Sister Elsy Gaytan and Rafael Antonio Rivas, 15, share a laugh as they work in the fields at the Home of Divine Providence in Santa Tecla, El Salvador. Operated by the Carmelite Missionary Sisters of St. Therese, the home and its sustainable agricultural program serves 32 orphan children and teens and provides organic food to local consumers. (CNS photo/Edgar Romero)

SANTA TECLA, El Salvador (CNS) — Dressed in her brown habit, Sister Elsy Gaytan walks through a field among rows of cabbages, pointing to the crisp green crop sprouting from the earth.

“The motto of our institution is God will provide, and indeed He is providing,” she said.

Sister Elsy is the coordinator of Home of Divine Providence, an orphanage that has started a sustainable agriculture project that will feed not only the 32 children who live there, but also allow the Carmelite Missionary Sisters of St. Therese, who oversee the home, to reach local consumers with organic products.

The orphanage, located in Santa Tecla, about eight miles west of the Salvadoran capital of San Salvador, has been a haven for children since it was founded in 1984 by the order in the midst of the country’s civil war. The war ended in 1992, but the orphans kept coming.

Archbishop Oscar A. Romero, who was shot to death by assassins in 1980 for his vocal opposition to violence at the hands of the Salvadoran military, was one of the most enthusiastic supporters of the idea for the orphanage. He donated funds to build the institution that now encompasses a 12-acre compound.

“He gave us a check three days before he was murdered,” Sister Elsy told Catholic News Service.

The agriculture project started in July 2011 with funding from DKA Austria, a Catholic children’s movement, and technical support from the Foundation for Socio-Economic Development and Environmental Restoration.

The sisters had grown vegetables and raised animals for years, but the foundation’s experts convinced them that sustainable agriculture would be a better approach and encouraged the sisters to start applying organic production techniques. Good results have begun to show.

The sisters grow tomatoes, cabbages, carrots and other vegetables, and raise tilapia, rabbits, chickens, pigs, sheep and goats.

The foundation’s staff introduced three varieties of grass that provide high levels of protein, so the sheep reach the proper weight of 90 to 155 pounds for lamb production.

The nuns also are planning to acquire a machine to produce organic concentrate from corn, legumes and minerals to feed the goats and boost goat milk production by up to 80 percent.

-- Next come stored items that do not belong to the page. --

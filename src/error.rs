use axum::{
    extract::rejection::JsonRejection,
    http::StatusCode,
    response::{IntoResponse, Response},
    Json,
};
use thiserror::Error;

use crate::api::ApiResponse;

pub type AppResult<T> = Result<T, AppError>;

#[derive(Error, Debug)]
pub enum AppError {
    /// Caller-fixable input problem; the message is returned verbatim.
    #[error("{0}")]
    Validation(String),

    /// Anything else. Only `message` leaves the process; `detail` is logged.
    #[error("{message}: {detail}")]
    Internal { message: &'static str, detail: String },
}

impl AppError {
    pub fn validation(message: impl Into<String>) -> Self {
        AppError::Validation(message.into())
    }

    pub fn internal(message: &'static str, detail: impl Into<String>) -> Self {
        AppError::Internal {
            message,
            detail: detail.into(),
        }
    }
}

impl From<JsonRejection> for AppError {
    fn from(rejection: JsonRejection) -> Self {
        AppError::Validation(format!("Invalid request body: {}", rejection.body_text()))
    }
}

impl IntoResponse for AppError {
    fn into_response(self) -> Response {
        let (status, message) = match self {
            AppError::Validation(message) => (StatusCode::BAD_REQUEST, message),
            AppError::Internal { message, detail } => {
                tracing::error!(error = %detail, "{}", message);
                (StatusCode::INTERNAL_SERVER_ERROR, message.to_string())
            }
        };

        (status, Json(ApiResponse::<()>::failure(message))).into_response()
    }
}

The legumes enrich the soil with nitrogen, making it more productive, said Israel Morales, an agricultural engineer for the foundation.

“We re-integrated into the land the remains of what we grow or produce,” Morales said. “Even the chicken feathers enrich the soil.”

A biodigester, which breaks down organic material biologically in an oxygen-free tank, already is installed. It will produce methane gas from animal manure that can be used for cooking, saving the orphanage about 30 percent on its natural gas costs.

Pests are fought with plants that naturally repel insects. A variety of ants devours worms that attack tomato crops.

“We want to be self-sustaining and provide our children healthy and environmentally friendly food,” Sister Elsy said.

But self-sustainability has not been achieved yet. Much of the food for the orphanage’s residents must be purchased with limited financial resources. Without donations from solidarity organizations, the orphanage would not survive, she said.

An important component of the project is the creation of the Organic Consumers Network, which seeks to spread the virtues of organic products and teach 100 families in the surrounding community the basic techniques of growing vegetables in their own gardens.

“Instead of roses or carnations, these families have grown at least a square meter with two or three vegetables,” Morales explained.

In El Salvador, production and trade of organic food are not widespread yet, but small farmers have slowly begun to break into the market. The sisters hope the orphanage joins them.

When not attending classes in the community school, the children immerse themselves in agricultural activities, learning how to grow vegetables or raise goats and rabbits.

“We also want to offer them ways of learning, so that we deliver good people to society,” she said.

Tania Perez, 15, came to the orphanage when she was 8 because her mother, an alcoholic, could not care for her, and her family was too poor to pay for schooling. Now she dreams of becoming a veterinarian.

“I think everything I’m learning here will help me for my future,” she said while taking a short break in the activity of the day: coffee picking.

In addition to orphans, the institution welcomes children at risk of falling into street crime in one of the most violent countries in the world.

Rafael Sandoval, 15, has lived at the orphanage since he was 6, an age at which he was already involved in gangs and without family support. Now he sees a brighter future and wants to become a biologist or a psychologist.

“Here we are learning to be someone in life,” he said.